# [WHAT THIS TASK INVOLVES]
Below is a listing. Set down exactly the lines from the one containing "self.docs_root.join(&self.current)" through the one containing "let source = self.source();", both ends included, and leave out the rest.

# [THE RECORDS]

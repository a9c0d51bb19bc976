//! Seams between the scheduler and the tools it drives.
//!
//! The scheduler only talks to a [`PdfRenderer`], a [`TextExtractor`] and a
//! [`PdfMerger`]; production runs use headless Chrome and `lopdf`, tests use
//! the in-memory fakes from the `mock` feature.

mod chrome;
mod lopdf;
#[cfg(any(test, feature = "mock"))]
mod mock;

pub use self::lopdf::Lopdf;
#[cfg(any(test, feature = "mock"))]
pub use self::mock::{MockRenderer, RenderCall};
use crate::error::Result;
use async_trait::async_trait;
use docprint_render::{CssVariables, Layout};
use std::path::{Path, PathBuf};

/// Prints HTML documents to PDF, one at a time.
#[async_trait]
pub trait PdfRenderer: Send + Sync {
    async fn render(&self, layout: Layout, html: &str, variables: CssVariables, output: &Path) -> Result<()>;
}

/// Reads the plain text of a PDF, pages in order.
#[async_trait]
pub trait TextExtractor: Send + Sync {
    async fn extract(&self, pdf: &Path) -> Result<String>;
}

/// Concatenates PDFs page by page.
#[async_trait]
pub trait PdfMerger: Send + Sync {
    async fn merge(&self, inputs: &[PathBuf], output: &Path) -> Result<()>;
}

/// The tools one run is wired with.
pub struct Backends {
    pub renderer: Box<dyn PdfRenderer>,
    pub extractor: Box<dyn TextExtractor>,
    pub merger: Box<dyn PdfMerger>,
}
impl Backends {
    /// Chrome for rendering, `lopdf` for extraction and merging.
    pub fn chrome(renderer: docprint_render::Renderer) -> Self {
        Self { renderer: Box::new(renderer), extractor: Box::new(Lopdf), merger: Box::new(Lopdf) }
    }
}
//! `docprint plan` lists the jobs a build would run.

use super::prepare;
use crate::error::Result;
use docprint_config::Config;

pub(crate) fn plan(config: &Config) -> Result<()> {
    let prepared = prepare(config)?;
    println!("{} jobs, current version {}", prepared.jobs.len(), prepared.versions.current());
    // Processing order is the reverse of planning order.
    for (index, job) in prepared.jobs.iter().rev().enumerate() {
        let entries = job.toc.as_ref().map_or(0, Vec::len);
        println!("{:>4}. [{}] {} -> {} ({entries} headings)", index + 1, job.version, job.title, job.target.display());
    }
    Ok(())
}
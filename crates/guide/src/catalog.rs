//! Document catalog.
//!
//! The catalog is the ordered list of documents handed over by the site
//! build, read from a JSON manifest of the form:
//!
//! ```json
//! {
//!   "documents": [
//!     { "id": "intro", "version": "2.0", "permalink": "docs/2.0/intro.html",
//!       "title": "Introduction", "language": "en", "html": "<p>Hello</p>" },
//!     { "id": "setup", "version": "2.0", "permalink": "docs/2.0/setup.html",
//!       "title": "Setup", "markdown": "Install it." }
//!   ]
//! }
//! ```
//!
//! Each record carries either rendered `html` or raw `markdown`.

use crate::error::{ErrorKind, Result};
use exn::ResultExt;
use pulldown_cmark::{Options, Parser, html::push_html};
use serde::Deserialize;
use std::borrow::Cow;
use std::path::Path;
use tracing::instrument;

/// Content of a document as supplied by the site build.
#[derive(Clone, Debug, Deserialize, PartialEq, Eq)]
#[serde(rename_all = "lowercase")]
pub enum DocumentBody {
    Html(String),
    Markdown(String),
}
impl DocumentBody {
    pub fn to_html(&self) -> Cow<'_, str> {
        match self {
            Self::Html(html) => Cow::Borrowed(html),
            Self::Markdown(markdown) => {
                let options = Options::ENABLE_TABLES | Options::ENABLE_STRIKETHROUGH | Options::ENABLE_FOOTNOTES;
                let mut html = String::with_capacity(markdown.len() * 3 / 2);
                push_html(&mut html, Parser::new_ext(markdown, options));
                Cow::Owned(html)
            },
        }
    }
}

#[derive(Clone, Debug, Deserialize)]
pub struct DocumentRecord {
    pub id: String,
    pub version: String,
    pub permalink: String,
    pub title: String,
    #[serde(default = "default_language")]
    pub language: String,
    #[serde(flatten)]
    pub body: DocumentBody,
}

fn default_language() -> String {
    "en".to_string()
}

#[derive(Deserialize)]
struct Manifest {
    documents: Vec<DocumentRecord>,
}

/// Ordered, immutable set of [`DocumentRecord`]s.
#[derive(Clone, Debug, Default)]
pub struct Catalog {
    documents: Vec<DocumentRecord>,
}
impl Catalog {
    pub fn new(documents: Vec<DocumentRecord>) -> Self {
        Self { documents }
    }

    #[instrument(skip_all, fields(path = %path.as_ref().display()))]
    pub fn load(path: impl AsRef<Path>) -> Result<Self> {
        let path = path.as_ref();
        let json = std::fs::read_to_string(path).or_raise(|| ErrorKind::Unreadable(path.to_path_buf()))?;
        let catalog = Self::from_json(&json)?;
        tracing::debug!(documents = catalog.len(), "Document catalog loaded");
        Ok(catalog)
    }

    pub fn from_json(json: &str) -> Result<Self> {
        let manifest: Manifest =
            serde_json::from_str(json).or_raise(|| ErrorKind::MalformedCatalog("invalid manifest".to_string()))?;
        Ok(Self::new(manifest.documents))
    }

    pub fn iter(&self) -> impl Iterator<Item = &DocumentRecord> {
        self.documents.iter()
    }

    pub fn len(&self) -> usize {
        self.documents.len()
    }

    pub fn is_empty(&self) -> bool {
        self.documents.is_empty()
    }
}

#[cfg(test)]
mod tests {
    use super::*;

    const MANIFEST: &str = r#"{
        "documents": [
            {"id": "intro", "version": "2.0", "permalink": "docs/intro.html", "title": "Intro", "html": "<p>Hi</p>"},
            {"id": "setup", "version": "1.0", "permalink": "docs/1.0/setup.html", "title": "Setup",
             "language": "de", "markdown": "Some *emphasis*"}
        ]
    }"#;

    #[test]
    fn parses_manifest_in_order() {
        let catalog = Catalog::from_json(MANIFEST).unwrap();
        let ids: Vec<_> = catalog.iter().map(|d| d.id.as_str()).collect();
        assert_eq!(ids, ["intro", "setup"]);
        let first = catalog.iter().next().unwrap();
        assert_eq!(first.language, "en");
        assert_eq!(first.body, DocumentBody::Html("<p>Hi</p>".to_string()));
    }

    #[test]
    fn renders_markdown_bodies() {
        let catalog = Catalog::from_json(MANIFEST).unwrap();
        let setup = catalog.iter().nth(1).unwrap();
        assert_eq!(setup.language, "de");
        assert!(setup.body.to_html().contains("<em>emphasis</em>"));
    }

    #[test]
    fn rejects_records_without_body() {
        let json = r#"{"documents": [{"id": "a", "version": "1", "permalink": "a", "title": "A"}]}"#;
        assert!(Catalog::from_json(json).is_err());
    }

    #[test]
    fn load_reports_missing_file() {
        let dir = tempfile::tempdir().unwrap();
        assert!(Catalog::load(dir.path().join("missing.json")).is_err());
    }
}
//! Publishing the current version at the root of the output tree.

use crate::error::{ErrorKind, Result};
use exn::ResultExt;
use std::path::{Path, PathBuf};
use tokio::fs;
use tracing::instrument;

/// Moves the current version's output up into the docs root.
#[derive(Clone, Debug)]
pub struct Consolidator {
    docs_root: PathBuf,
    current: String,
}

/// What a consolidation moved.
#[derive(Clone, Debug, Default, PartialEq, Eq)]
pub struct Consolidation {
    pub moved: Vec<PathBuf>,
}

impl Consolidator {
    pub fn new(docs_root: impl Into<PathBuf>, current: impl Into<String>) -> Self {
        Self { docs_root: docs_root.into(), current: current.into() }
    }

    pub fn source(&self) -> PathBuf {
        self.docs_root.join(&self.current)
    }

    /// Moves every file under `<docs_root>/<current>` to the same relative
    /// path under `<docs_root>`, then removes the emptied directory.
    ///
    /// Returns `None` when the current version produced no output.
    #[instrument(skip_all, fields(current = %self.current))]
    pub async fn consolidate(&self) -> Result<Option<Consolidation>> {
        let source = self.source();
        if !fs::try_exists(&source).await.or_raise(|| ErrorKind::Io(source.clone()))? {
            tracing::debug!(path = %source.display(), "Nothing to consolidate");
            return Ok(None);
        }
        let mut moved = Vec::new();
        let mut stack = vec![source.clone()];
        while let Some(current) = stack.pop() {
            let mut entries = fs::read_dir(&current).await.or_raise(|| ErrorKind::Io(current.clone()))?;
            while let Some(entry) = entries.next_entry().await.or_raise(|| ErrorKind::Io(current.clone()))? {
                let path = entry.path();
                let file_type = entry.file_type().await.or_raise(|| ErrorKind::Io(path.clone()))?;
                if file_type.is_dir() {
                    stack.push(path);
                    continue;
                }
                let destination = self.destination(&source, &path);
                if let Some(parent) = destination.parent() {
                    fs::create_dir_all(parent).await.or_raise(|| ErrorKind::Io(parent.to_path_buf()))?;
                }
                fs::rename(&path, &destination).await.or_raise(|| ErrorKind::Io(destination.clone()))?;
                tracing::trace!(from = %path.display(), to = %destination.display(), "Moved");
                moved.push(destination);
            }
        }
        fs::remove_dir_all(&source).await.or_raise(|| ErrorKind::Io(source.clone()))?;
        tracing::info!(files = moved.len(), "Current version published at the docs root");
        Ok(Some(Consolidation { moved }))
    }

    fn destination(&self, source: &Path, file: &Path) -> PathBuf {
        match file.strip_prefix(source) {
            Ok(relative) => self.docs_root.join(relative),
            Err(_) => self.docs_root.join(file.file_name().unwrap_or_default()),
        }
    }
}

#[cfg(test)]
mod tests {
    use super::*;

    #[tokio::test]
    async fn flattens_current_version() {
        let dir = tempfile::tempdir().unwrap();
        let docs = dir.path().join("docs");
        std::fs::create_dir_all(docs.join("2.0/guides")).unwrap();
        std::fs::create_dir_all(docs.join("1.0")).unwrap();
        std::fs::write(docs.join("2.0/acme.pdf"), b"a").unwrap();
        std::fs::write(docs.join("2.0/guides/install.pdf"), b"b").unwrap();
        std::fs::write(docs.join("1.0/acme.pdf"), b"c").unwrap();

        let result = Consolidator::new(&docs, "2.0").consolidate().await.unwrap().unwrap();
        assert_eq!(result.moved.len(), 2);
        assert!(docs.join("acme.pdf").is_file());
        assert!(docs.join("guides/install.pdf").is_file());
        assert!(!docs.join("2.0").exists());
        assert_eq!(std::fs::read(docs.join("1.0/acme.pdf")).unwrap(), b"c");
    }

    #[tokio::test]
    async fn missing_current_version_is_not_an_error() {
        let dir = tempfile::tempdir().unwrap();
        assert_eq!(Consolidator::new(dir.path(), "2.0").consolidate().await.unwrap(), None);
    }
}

# [SOLUTION TO THIS PROBLEM]
        self.docs_root.join(&self.current)
    }

    /// Moves every file under `<docs_root>/<current>` to the same relative
    /// path under `<docs_root>`, then removes the emptied directory.
    ///
    /// Returns `None` when the current version produced no output.
    #[instrument(skip_all, fields(current = %self.current))]
    pub async fn consolidate(&self) -> Result<Option<Consolidation>> {
        let source = self.source();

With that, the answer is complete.